Creating New Devices
AR’s use in production shouldn’t be overlooked either. In fact, this may be the single most important category of the AR-in-healthcare discussion, because it involves everything from the tiny electronics within healthcare devices, to prosthetic limbs being fitted to patients.
To expand on those examples, we’ll start with the small. Today’s healthcare industry is more connected than ever before, largely thanks to millions and millions of connected devices — from hospital equipment, to computer systems, to wearables and implants in patients. All of these devices require highly sophisticated electronic mechanisms to work properly, and specifically well-design printed circuit boards. Right now, PCB design services consist primarily of software programs that can handle projects from start to finish. They get the job done quickly, but AR has the potential to further simplify these design services. Basically, we could soon see PCB designers working in Augmented (or Virtual) reality to make hands-on changes to digital designs and thus fine-tune schematics for production. This process could work to the benefit of innumerable healthcare devices.
As for the other example we mentioned regarding prosthetic limbs, the impact might be somewhat more direct. Prosthetics may look at first glance primarily like hunks of solid material. But they’re actually immensely complex designs that need to be strong, balanced, and capable; increasingly, they may also include some “smart” functions. Getting all of this right is likely to become easier with the help of AR, which could help to overlay design concepts, track changes, and so on for the engineers.
Mental Health Management
Far too often, we forget to consider mental health when discussing the healthcare industry. In this case though, it’s actually one of the most interesting areas to talk about, and the one in which some of the most exciting AR applications may ultimately be deployed.
Already, there are examples of AR and VR being used to reduce anxiety in patients. Experiences can vary, but the idea is essentially that these technologies can be used to present those suffering from anxiety with images arranged in strategic patterns (or alongside strategic tasks), resulting in a calming effect. There are also instances of Mixed Reality being used to treat specific phobias through what is essentially a less stressful type of exposure therapy. Patients can virtually confront things that trigger their phobias and be guided to cope with them.

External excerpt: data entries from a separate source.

mod client;
mod types;

#[cfg(test)]
pub use client::MockInferenceBackend;
pub use client::{InferenceBackend, WorkersAiClient};
pub use types::*;
mod types;

pub use types::*;

use crate::{Error, Result};
use std::env;
use tracing::debug;

pub async fn load() -> Result<Config> {
    let config_path = env::var("CONFIG_PATH").unwrap_or_else(|_| "config.yaml".to_string());
    let mut config = load_from(&config_path).await?;

    if let Ok(token) = env::var("BACKEND_API_TOKEN") {
        config.backend.api_token = token;
    }

    config.validate()?;
    Ok(config)
}

pub async fn load_from(config_path: &str) -> Result<Config> {
    debug!("Loading configuration from: {}", config_path);

    let config_str = tokio::fs::read_to_string(config_path).await?;
    parse(&config_str)
}

pub fn parse(config_str: &str) -> Result<Config> {
    let config: Config = serde_yaml::from_str(config_str)?;
    Ok(config)
}

impl Config {
    pub fn validate(&self) -> Result<()> {
        if self.backend.account_id.trim().is_empty() {
            return Err(Error::config("backend.account_id must not be empty"));
        }
        if self.rate_limit.enabled && self.rate_limit.limit == 0 {
            return Err(Error::config("rate_limit.limit must be at least 1"));
        }
        if self.rate_limit.window_ms == 0 {
            return Err(Error::config("rate_limit.window_ms must be positive"));
        }
        if self.rate_limit.sweep_interval_secs == 0 {
            return Err(Error::config(
                "rate_limit.sweep_interval_secs must be positive",
            ));
        }
        if self.validation.max_prompt_chars == 0 {
            return Err(Error::config("validation.max_prompt_chars must be positive"));
        }
        if self.backend.timeout_secs == Some(0) {
            return Err(Error::config("backend.timeout_secs must be positive when set"));
        }
        Ok(())
    }
}
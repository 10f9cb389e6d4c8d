pub mod backend;
pub mod config;
pub mod dispatch;
pub mod error;
pub mod rate_limit;
pub mod sanitize;
pub mod server;

pub use error::{Error, Result};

It’s likely that these examples are only scratching the surface of how Augmented Reality can ultimately impact the healthcare industry. We may well see the technology used in additional product development, a broader range of teaching methods, and disease spread and treatment simulations, as well as in various areas we can’t fully predict just yet. Nonetheless, it is already clear that AR in healthcare is going to be a very big deal.